**TASK DESCRIPTION:** Every line in the listing is to be echoed verbatim.

[DATA Boundary: Start]

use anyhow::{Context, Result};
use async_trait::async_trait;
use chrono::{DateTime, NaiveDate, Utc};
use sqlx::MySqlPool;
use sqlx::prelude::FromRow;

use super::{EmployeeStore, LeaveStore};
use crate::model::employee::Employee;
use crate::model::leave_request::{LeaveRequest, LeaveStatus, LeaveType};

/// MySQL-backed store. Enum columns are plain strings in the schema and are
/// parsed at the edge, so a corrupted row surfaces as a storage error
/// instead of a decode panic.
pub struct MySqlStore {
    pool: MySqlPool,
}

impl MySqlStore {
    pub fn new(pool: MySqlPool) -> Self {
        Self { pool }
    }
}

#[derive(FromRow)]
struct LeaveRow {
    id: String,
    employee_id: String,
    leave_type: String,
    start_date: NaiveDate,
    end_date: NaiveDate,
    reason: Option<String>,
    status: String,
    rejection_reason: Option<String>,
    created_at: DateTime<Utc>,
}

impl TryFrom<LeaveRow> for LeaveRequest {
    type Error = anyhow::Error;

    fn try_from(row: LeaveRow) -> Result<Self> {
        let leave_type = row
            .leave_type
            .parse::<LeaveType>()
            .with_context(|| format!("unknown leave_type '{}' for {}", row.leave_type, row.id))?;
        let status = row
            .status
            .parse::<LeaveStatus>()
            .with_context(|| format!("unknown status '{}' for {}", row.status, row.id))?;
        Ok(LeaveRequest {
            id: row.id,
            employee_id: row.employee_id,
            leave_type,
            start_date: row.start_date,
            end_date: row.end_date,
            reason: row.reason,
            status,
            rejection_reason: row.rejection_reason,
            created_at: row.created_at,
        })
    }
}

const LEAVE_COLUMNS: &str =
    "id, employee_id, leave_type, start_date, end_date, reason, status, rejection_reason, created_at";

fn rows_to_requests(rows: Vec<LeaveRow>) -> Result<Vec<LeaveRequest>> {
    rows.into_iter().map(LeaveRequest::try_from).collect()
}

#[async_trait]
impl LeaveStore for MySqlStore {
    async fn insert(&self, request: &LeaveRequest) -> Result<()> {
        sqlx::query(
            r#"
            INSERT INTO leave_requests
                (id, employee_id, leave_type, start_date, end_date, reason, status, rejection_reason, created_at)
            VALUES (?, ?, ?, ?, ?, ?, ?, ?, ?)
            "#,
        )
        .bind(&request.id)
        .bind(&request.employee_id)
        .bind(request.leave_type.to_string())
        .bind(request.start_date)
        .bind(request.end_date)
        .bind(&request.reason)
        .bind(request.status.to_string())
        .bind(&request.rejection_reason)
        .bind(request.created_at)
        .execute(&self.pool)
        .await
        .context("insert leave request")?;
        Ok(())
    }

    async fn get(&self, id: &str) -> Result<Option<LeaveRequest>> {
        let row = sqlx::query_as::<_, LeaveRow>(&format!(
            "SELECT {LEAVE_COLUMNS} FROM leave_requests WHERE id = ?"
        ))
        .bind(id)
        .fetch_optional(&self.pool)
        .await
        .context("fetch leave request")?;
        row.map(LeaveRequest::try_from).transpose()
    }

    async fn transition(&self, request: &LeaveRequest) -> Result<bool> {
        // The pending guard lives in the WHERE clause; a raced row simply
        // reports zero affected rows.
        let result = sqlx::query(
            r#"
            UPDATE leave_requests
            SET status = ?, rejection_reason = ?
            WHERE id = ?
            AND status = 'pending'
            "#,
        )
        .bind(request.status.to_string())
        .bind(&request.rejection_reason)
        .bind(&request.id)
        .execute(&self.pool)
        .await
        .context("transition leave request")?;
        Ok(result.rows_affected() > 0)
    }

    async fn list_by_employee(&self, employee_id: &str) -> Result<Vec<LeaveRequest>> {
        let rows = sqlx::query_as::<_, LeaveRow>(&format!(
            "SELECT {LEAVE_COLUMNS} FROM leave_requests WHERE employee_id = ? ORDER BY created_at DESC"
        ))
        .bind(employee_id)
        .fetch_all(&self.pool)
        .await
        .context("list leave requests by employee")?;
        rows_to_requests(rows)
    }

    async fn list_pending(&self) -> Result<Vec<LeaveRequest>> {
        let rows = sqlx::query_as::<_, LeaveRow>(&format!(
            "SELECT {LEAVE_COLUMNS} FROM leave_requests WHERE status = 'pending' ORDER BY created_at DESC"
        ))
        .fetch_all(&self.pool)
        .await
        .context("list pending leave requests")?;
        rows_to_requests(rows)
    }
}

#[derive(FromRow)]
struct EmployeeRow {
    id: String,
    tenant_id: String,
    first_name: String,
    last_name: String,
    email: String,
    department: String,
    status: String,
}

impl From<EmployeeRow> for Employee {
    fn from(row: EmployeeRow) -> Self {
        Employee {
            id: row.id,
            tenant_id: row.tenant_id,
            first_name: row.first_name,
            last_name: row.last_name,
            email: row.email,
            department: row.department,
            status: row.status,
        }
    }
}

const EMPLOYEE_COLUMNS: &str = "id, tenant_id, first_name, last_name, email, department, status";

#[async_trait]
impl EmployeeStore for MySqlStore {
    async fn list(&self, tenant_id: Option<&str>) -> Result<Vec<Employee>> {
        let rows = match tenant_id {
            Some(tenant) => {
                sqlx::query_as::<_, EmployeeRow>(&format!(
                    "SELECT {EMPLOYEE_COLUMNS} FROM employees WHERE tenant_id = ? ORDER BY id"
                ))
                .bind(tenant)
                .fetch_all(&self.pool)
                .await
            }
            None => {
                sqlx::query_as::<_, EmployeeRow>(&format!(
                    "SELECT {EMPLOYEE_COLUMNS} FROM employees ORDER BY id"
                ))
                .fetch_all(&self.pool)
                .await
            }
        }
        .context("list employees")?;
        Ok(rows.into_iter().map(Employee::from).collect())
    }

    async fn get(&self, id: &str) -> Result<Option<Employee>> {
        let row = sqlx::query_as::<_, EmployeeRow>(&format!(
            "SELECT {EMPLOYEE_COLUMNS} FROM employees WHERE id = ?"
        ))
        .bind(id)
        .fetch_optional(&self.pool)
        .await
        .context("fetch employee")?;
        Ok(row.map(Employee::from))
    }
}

[DATA Boundary: End]

**RESULT OF THIS TASK:**
use anyhow::{Context, Result};
use async_trait::async_trait;
use chrono::{DateTime, NaiveDate, Utc};
use sqlx::MySqlPool;
use sqlx::prelude::FromRow;

use super::{EmployeeStore, LeaveStore};
use crate::model::employee::Employee;
use crate::model::leave_request::{LeaveRequest, LeaveStatus, LeaveType};

/// MySQL-backed store. Enum columns are plain strings in the schema and are
/// parsed at the edge, so a corrupted row surfaces as a storage error
/// instead of a decode panic.
pub struct MySqlStore {
    pool: MySqlPool,
}

impl MySqlStore {
    pub fn new(pool: MySqlPool) -> Self {
        Self { pool }
    }
}

#[derive(FromRow)]
struct LeaveRow {
    id: String,
    employee_id: String,
    leave_type: String,
    start_date: NaiveDate,
    end_date: NaiveDate,
    reason: Option<String>,
    status: String,
    rejection_reason: Option<String>,
    created_at: DateTime<Utc>,
}

impl TryFrom<LeaveRow> for LeaveRequest {
    type Error = anyhow::Error;

    fn try_from(row: LeaveRow) -> Result<Self> {
        let leave_type = row
            .leave_type
            .parse::<LeaveType>()
            .with_context(|| format!("unknown leave_type '{}' for {}", row.leave_type, row.id))?;
        let status = row
            .status
            .parse::<LeaveStatus>()
            .with_context(|| format!("unknown status '{}' for {}", row.status, row.id))?;
        Ok(LeaveRequest {
            id: row.id,
            employee_id: row.employee_id,
            leave_type,
            start_date: row.start_date,
            end_date: row.end_date,
            reason: row.reason,
            status,
            rejection_reason: row.rejection_reason,
            created_at: row.created_at,
        })
    }
}

const LEAVE_COLUMNS: &str =
    "id, employee_id, leave_type, start_date, end_date, reason, status, rejection_reason, created_at";

fn rows_to_requests(rows: Vec<LeaveRow>) -> Result<Vec<LeaveRequest>> {
    rows.into_iter().map(LeaveRequest::try_from).collect()
}

#[async_trait]
impl LeaveStore for MySqlStore {
    async fn insert(&self, request: &LeaveRequest) -> Result<()> {
        sqlx::query(
            r#"
            INSERT INTO leave_requests
                (id, employee_id, leave_type, start_date, end_date, reason, status, rejection_reason, created_at)
            VALUES (?, ?, ?, ?, ?, ?, ?, ?, ?)
            "#,
        )
        .bind(&request.id)
        .bind(&request.employee_id)
        .bind(request.leave_type.to_string())
        .bind(request.start_date)
        .bind(request.end_date)
        .bind(&request.reason)
        .bind(request.status.to_string())
        .bind(&request.rejection_reason)
        .bind(request.created_at)
        .execute(&self.pool)
        .await
        .context("insert leave request")?;
        Ok(())
    }

    async fn get(&self, id: &str) -> Result<Option<LeaveRequest>> {
        let row = sqlx::query_as::<_, LeaveRow>(&format!(
            "SELECT {LEAVE_COLUMNS} FROM leave_requests WHERE id = ?"
        ))
        .bind(id)
        .fetch_optional(&self.pool)
        .await
        .context("fetch leave request")?;
        row.map(LeaveRequest::try_from).transpose()
    }

    async fn transition(&self, request: &LeaveRequest) -> Result<bool> {
        // The pending guard lives in the WHERE clause; a raced row simply
        // reports zero affected rows.
        let result = sqlx::query(
            r#"
            UPDATE leave_requests
            SET status = ?, rejection_reason = ?
            WHERE id = ?
            AND status = 'pending'
            "#,
        )
        .bind(request.status.to_string())
        .bind(&request.rejection_reason)
        .bind(&request.id)
        .execute(&self.pool)
        .await
        .context("transition leave request")?;
        Ok(result.rows_affected() > 0)
    }

    async fn list_by_employee(&self, employee_id: &str) -> Result<Vec<LeaveRequest>> {
        let rows = sqlx::query_as::<_, LeaveRow>(&format!(
            "SELECT {LEAVE_COLUMNS} FROM leave_requests WHERE employee_id = ? ORDER BY created_at DESC"
        ))
        .bind(employee_id)
        .fetch_all(&self.pool)
        .await
        .context("list leave requests by employee")?;
        rows_to_requests(rows)
    }

    async fn list_pending(&self) -> Result<Vec<LeaveRequest>> {
        let rows = sqlx::query_as::<_, LeaveRow>(&format!(
            "SELECT {LEAVE_COLUMNS} FROM leave_requests WHERE status = 'pending' ORDER BY created_at DESC"
        ))
        .fetch_all(&self.pool)
        .await
        .context("list pending leave requests")?;
        rows_to_requests(rows)
    }
}

#[derive(FromRow)]
struct EmployeeRow {
    id: String,
    tenant_id: String,
    first_name: String,
    last_name: String,
    email: String,
    department: String,
    status: String,
}

impl From<EmployeeRow> for Employee {
    fn from(row: EmployeeRow) -> Self {
        Employee {
            id: row.id,
            tenant_id: row.tenant_id,
            first_name: row.first_name,
            last_name: row.last_name,
            email: row.email,
            department: row.department,
            status: row.status,
        }
    }
}

const EMPLOYEE_COLUMNS: &str = "id, tenant_id, first_name, last_name, email, department, status";

#[async_trait]
impl EmployeeStore for MySqlStore {
    async fn list(&self, tenant_id: Option<&str>) -> Result<Vec<Employee>> {
        let rows = match tenant_id {
            Some(tenant) => {
                sqlx::query_as::<_, EmployeeRow>(&format!(
                    "SELECT {EMPLOYEE_COLUMNS} FROM employees WHERE tenant_id = ? ORDER BY id"
                ))
                .bind(tenant)
                .fetch_all(&self.pool)
                .await
            }
            None => {
                sqlx::query_as::<_, EmployeeRow>(&format!(
                    "SELECT {EMPLOYEE_COLUMNS} FROM employees ORDER BY id"
                ))
                .fetch_all(&self.pool)
                .await
            }
        }
        .context("list employees")?;
        Ok(rows.into_iter().map(Employee::from).collect())
    }

    async fn get(&self, id: &str) -> Result<Option<Employee>> {
        let row = sqlx::query_as::<_, EmployeeRow>(&format!(
            "SELECT {EMPLOYEE_COLUMNS} FROM employees WHERE id = ?"
        ))
        .bind(id)
        .fetch_optional(&self.pool)
        .await
        .context("fetch employee")?;
        Ok(row.map(Employee::from))
    }
}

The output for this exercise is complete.